Clip stack support #581

kvark · 2016-11-21T17:33:04Z

Closes #498

Removes StackingContext::overflow in favour of DisplayItem::clip.
Generates clip tasks for the layers that the primitives may depend on when generating their masks, copies over the affected sub-regions instead of clearing (new cs_clip_copy shader).

Current status: base tests are passing, new logic test cases are pending

This change is

bors-servo · 2016-11-22T00:46:13Z

☔ The latest upstream changes (presumably #568) made this pull request unmergeable. Please resolve the merge conflicts.

glennw · 2016-11-22T02:05:20Z

@kvark Some bugs that may have some relevant test cases:

These may not be 100% relevant to the current task, and they may be caused by other unrelated bugs, but I think this work should be a step towards solving these issues.

kvark · 2016-11-22T04:50:31Z

Thanks @glennw ! I'll check out these specifically after making sure the basic tests work as expected. I figured the easiest way to test now is to modify the wr-sample, so I found a few spots with missing logic and working on it now.

glennw

I think I need to run this branch locally to get a better understanding of how it fits together - once it's rebased tomorrow I'll pull it locally and have a more detailed look over it :)

glennw · 2016-11-22T04:58:08Z

webrender/src/frame.rs

-            let scrollbar_rect = Rect::new(Point2D::zero(), Size2D::new(10.0, 70.0));
-            context.builder.add_solid_rectangle(&scrollbar_rect,
-                                                &ClipRegion::simple(&scrollbar_rect),
+            context.builder.add_solid_rectangle(&stacking_context.bounds,


Was the change from a constant rect here deliberate?

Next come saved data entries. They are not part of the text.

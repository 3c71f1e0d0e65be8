//! Durable key-value backends.
//!
//! The durable tier mimics browser local storage: a flat string-keyed map
//! of JSON strings. [`JsonFileStore`] persists the whole map to one file,
//! rewritten on every write; [`MemoryStore`] backs tests and can be told to
//! reject writes to exercise quota-failure handling.

use std::collections::HashMap;
use std::path::{Path, PathBuf};
use std::sync::atomic::{AtomicBool, Ordering};
use std::sync::Mutex;

use crate::error::StoreError;

/// A flat, synchronous key-value store for small JSON payloads.
pub trait DurableStore: Send + Sync {
    fn get(&self, key: &str) -> Option<String>;
    fn set(&self, key: &str, value: &str) -> Result<(), StoreError>;
    fn remove(&self, key: &str);
}

/// In-memory backend for tests.
#[derive(Default)]
pub struct MemoryStore {
    entries: Mutex<HashMap<String, String>>,
    fail_writes: AtomicBool,
}

impl MemoryStore {
    pub fn new() -> Self {
        Self::default()
    }

    /// Make every subsequent `set` fail, simulating a full quota.
    pub fn fail_writes(&self, fail: bool) {
        self.fail_writes.store(fail, Ordering::Relaxed);
    }

    pub fn len(&self) -> usize {
        self.entries.lock().unwrap().len()
    }

    pub fn is_empty(&self) -> bool {
        self.len() == 0
    }
}

impl DurableStore for MemoryStore {
    fn get(&self, key: &str) -> Option<String> {
        self.entries.lock().unwrap().get(key).cloned()
    }

    fn set(&self, key: &str, value: &str) -> Result<(), StoreError> {
        if self.fail_writes.load(Ordering::Relaxed) {
            return Err(StoreError::WriteFailed {
                key: key.to_string(),
                reason: "storage quota exceeded".into(),
            });
        }
        self.entries
            .lock()
            .unwrap()
            .insert(key.to_string(), value.to_string());
        Ok(())
    }

    fn remove(&self, key: &str) {
        self.entries.lock().unwrap().remove(key);
    }
}

/// File-backed store: one JSON object per file, loaded on open and
/// rewritten on every mutation.
pub struct JsonFileStore {
    path: PathBuf,
    entries: Mutex<HashMap<String, String>>,
}

impl JsonFileStore {
    /// Open the store file, creating parent directories as needed. A
    /// missing file starts empty; a corrupt file is discarded with a
    /// warning rather than failing the open.
    pub fn open(path: &Path) -> Result<Self, StoreError> {
        let entries = match std::fs::read_to_string(path) {
            Ok(content) => match serde_json::from_str(&content) {
                Ok(map) => map,
                Err(e) => {
                    tracing::warn!(
                        path = %path.display(),
                        error = %e,
                        "store file is corrupt, starting empty"
                    );
                    HashMap::new()
                }
            },
            Err(e) if e.kind() == std::io::ErrorKind::NotFound => HashMap::new(),
            Err(e) => return Err(StoreError::Unavailable(e.to_string())),
        };

        if let Some(parent) = path.parent() {
            std::fs::create_dir_all(parent).map_err(|e| StoreError::Unavailable(e.to_string()))?;
        }

        Ok(Self {
            path: path.to_path_buf(),
            entries: Mutex::new(entries),
        })
    }

    fn flush(&self, entries: &HashMap<String, String>) -> Result<(), StoreError> {
        let json = serde_json::to_string(entries).map_err(|e| StoreError::WriteFailed {
            key: String::new(),
            reason: e.to_string(),
        })?;
        std::fs::write(&self.path, json).map_err(|e| StoreError::WriteFailed {
            key: String::new(),
            reason: e.to_string(),
        })
    }
}

impl DurableStore for JsonFileStore {
    fn get(&self, key: &str) -> Option<String> {
        self.entries.lock().unwrap().get(key).cloned()
    }

    fn set(&self, key: &str, value: &str) -> Result<(), StoreError> {
        let mut entries = self.entries.lock().unwrap();
        entries.insert(key.to_string(), value.to_string());
        self.flush(&entries).map_err(|e| match e {
            StoreError::WriteFailed { reason, .. } => StoreError::WriteFailed {
                key: key.to_string(),
                reason,
            },
            other => other,
        })
    }

    fn remove(&self, key: &str) {
        let mut entries = self.entries.lock().unwrap();
        if entries.remove(key).is_some() {
            if let Err(e) = self.flush(&entries) {
                tracing::warn!(key, error = %e, "failed to persist removal");
            }
        }
    }
}

#[cfg(test)]
mod tests {
    use super::*;

    #[test]
    fn memory_store_roundtrip() {
        let store = MemoryStore::new();
        assert!(store.get("a").is_none());
        store.set("a", "1").unwrap();
        assert_eq!(store.get("a").as_deref(), Some("1"));
        store.remove("a");
        assert!(store.get("a").is_none());
    }

    #[test]
    fn memory_store_rejects_writes_when_told() {
        let store = MemoryStore::new();
        store.fail_writes(true);
        let err = store.set("a", "1").unwrap_err();
        assert!(matches!(err, StoreError::WriteFailed { .. }));
        assert!(store.is_empty());
    }

    #[test]
    fn file_store_persists_across_reopen() {
        let dir = tempfile::tempdir().unwrap();
        let path = dir.path().join("store.json");

        let store = JsonFileStore::open(&path).unwrap();
        store.set("chemdrill_general_compounds", r#"{"v":1}"#).unwrap();
        drop(store);

        let reopened = JsonFileStore::open(&path).unwrap();
        assert_eq!(
            reopened.get("chemdrill_general_compounds").as_deref(),
            Some(r#"{"v":1}"#)
        );
    }

    #[test]
    fn file_store_missing_file_starts_empty() {
        let dir = tempfile::tempdir().unwrap();
        let store = JsonFileStore::open(&dir.path().join("fresh.json")).unwrap();
        assert!(store.get("anything").is_none());
    }

    #[test]
    fn file_store_corrupt_file_starts_empty() {
        let dir = tempfile::tempdir().unwrap();
        let path = dir.path().join("store.json");
        std::fs::write(&path, "not json {").unwrap();

        let store = JsonFileStore::open(&path).unwrap();
        assert!(store.get("anything").is_none());
        // And it recovers: the next write produces a valid file.
        store.set("k", "v").unwrap();
        let reopened = JsonFileStore::open(&path).unwrap();
        assert_eq!(reopened.get("k").as_deref(), Some("v"));
    }

    #[test]
    fn file_store_remove_persists() {
        let dir = tempfile::tempdir().unwrap();
        let path = dir.path().join("store.json");

        let store = JsonFileStore::open(&path).unwrap();
        store.set("k", "v").unwrap();
        store.remove("k");
        drop(store);

        let reopened = JsonFileStore::open(&path).unwrap();
        assert!(reopened.get("k").is_none());
    }
}
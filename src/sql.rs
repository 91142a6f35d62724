//! SQL for the bundled explorations.
//!
//! The complaints queries read `sample_data.nyc.service_requests`, which
//! MotherDuck accounts have attached by default. The flights queries need
//! the `mosaic_examples` share:
//! `ATTACH 'md:_share/mosaic_examples/b01cfda8-239e-4148-a228-054b94cdc3b4'`.

/// Column holding the complaint year.
pub const YEAR_COLUMN: &str = "Year";

/// Column holding a complaint count.
pub const COMPLAINTS_COLUMN: &str = "Complaints";

/// Column holding the complaint type.
pub const TYPE_COLUMN: &str = "Type";

/// Lower bound of a histogram bin.
pub const BIN_COLUMN: &str = "Bin";

/// Number of flights in a histogram bin.
pub const FLIGHTS_COLUMN: &str = "Flights";

/// Rows shown in the complaint details table.
pub const DETAILS_LIMIT: usize = 100;

/// Complaints received by the NYPD per year, before 2023.
pub const COMPLAINTS_BY_YEAR_SQL: &str = "
from sample_data.nyc.service_requests
select year(created_date)::int as Year, count(*)::int as Complaints
where Year < 2023
and agency_name = 'New York City Police Department'
group by 1
order by 1
";

/// Materializes the per-year counts into a session-local `complaints` table.
pub const CREATE_COMPLAINTS_TABLE_SQL: &str = "
create or replace temp table complaints as
select year(created_date)::int as Year, count(*)::int as Complaints
from sample_data.nyc.service_requests
where Year < 2023
and agency_name = 'New York City Police Department'
group by 1
order by 1;
";

/// Materializes per-year, per-type counts into `complaints_details`.
pub const CREATE_COMPLAINTS_DETAILS_SQL: &str = "
create or replace temp table complaints_details as
select year(created_date)::int as Year, complaint_type as Type, count(*)::int as Complaints
from sample_data.nyc.service_requests
where Year < 2023
and agency_name = 'New York City Police Department'
group by 1, 2
order by 1, 3 desc;
";

/// Reads back the table created by [`CREATE_COMPLAINTS_TABLE_SQL`].
pub const SELECT_COMPLAINTS_TABLE_SQL: &str = "select Year, Complaints from complaints order by Year";

/// Complaint types for one year, most frequent first.
///
/// `year` is an integer, so interpolating it cannot inject SQL.
pub fn complaint_types_for_year_sql(year: i32) -> String {
    format!(
        "
from sample_data.nyc.service_requests
select complaint_type as Type, count(*)::int as Complaints
where year(created_date) < 2023
and agency_name = 'New York City Police Department'
and year(created_date) = {year}
group by 1
order by 2 desc
"
    )
}

/// Rows of `complaints_details`, restricted to `year` when given.
pub fn complaint_details_sql(year: Option<i32>) -> String {
    let filter = year
        .map(|year| format!("where Year = {year} "))
        .unwrap_or_default();
    format!(
        "select Year, Type, Complaints from complaints_details {filter}order by Year, Complaints desc limit {DETAILS_LIMIT}"
    )
}

/// Creates the eight-row `md` table used by the mark types viz.
pub const CREATE_MARK_TYPES_SQL: &str = "
create or replace temp table md as
select * from (values
  (0, 'A', 2), (1, 'B', 8), (2, 'C', 3), (3, 'D', 7),
  (4, 'E', 5), (5, 'F', 4), (6, 'G', 6), (7, 'H', 1)
) t(i, u, v);
";

/// Reads the `md` table in insertion order.
pub const SELECT_MARK_TYPES_SQL: &str = "select u, v from md order by i";

/// Flights tables in the `mosaic_examples` share.
#[derive(Debug, Clone, Copy, PartialEq, Eq)]
pub enum FlightsTable {
    Flights200k,
    Flights10m,
}

impl FlightsTable {
    /// Fully qualified source table.
    pub fn source(self) -> &'static str {
        match self {
            Self::Flights200k => "mosaic_examples.main.flights_200k",
            Self::Flights10m => "mosaic_examples.main.flights_10m",
        }
    }

    /// Session-local view with `delay`, `time` and `distance` columns.
    pub fn view(self) -> &'static str {
        match self {
            Self::Flights200k => "flights_200k_viz",
            Self::Flights10m => "flights_10m_viz",
        }
    }
}

/// Histogrammed flight attributes.
#[derive(Debug, Clone, Copy, PartialEq, Eq)]
pub enum FlightsField {
    /// Arrival delay in minutes.
    Delay,
    /// Departure time in hours.
    Time,
    /// Distance in miles.
    Distance,
}

impl FlightsField {
    pub fn column(self) -> &'static str {
        match self {
            Self::Delay => "delay",
            Self::Time => "time",
            Self::Distance => "distance",
        }
    }

    pub fn bin_width(self) -> i64 {
        match self {
            Self::Delay => 20,
            Self::Time => 1,
            Self::Distance => 250,
        }
    }
}

/// Creates the view the flights histograms read.
///
/// The 10M table has raw column names and unbounded delays, so its view
/// renames them and clamps delays to [-60, 180].
pub fn create_flights_view_sql(table: FlightsTable) -> String {
    let view = table.view();
    let source = table.source();
    match table {
        FlightsTable::Flights200k => {
            format!("create temp view if not exists {view} as select * from {source}")
        }
        FlightsTable::Flights10m => format!(
            "create temp view if not exists {view} as \
             select GREATEST(-60, LEAST(ARR_DELAY, 180))::DOUBLE as delay, \
             DISTANCE as distance, DEP_TIME as time from {source}"
        ),
    }
}

/// Histogram of `field`, restricted to one delay bin when `delay_bin` is set.
pub fn flights_histogram_sql(table: FlightsTable, field: FlightsField, delay_bin: Option<i64>) -> String {
    let column = field.column();
    let width = field.bin_width();
    let view = table.view();
    let filter = delay_bin
        .map(|bin| {
            let end = bin + FlightsField::Delay.bin_width();
            format!("and delay >= {bin} and delay < {end} ")
        })
        .unwrap_or_default();
    format!(
        "select (floor({column} / {width}) * {width})::int as Bin, count(*)::int as Flights \
         from {view} where {column} is not null {filter}group by 1 order by 1"
    )
}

good catch! I shouldn't have changed this one

glennw · 2016-11-22T05:00:42Z

webrender/src/tiling.rs

@@ -1723,6 +1794,26 @@ impl ScreenTile {
                            alpha_task_stack.push(prev_task);
                        }
                    }
+
+                    // Create a task for the layer mask, if needed


Does this do renders for axis aligned regions, that can be handled without a mask?

The clip_cache_info would be None for stuff with just rectangle clips and no images/rounded borders. That's what "if needed" part implies here. I'll specify it in more detail.

kvark · 2016-11-22T16:27:24Z

I'm facing a problem here with cleared tiles. Now that I have clip regions assigned to stacking contexts, they don't draw anything (even their own background) to areas outside of the clip regions. So the pixels in otherwise affected tiles stay the clear color (black), and the pixels in tiles outside the clipping regions are filled up with white by Frame::clear_tiles. This is certainly not desirable, but it's not obvious to me how the semantics of the background color and/or clear tiles has to be adapted. @glennw ?

glennw · 2016-11-23T06:16:37Z

I didn't get a chance to take a detailed look at this today, sorry.

I did build it though and run a few tests - all the tests I've run so far do pass. Anecdotally it seems like sites are quite a bit slower with this patch than before - it could be worth testing a few sites locally with/without this patch and seeing if you see the same result.

I'm not sure I understand how the clip copies stuff works - doesn't it mean that you have the same texture bound for reading from at the same time as you are writing via FBO. If that's the case, although it often kind of works, it's undefined behaviour - but perhaps I just haven't read the code closely enough yet.

I'll take another look in the morning and we can discuss further.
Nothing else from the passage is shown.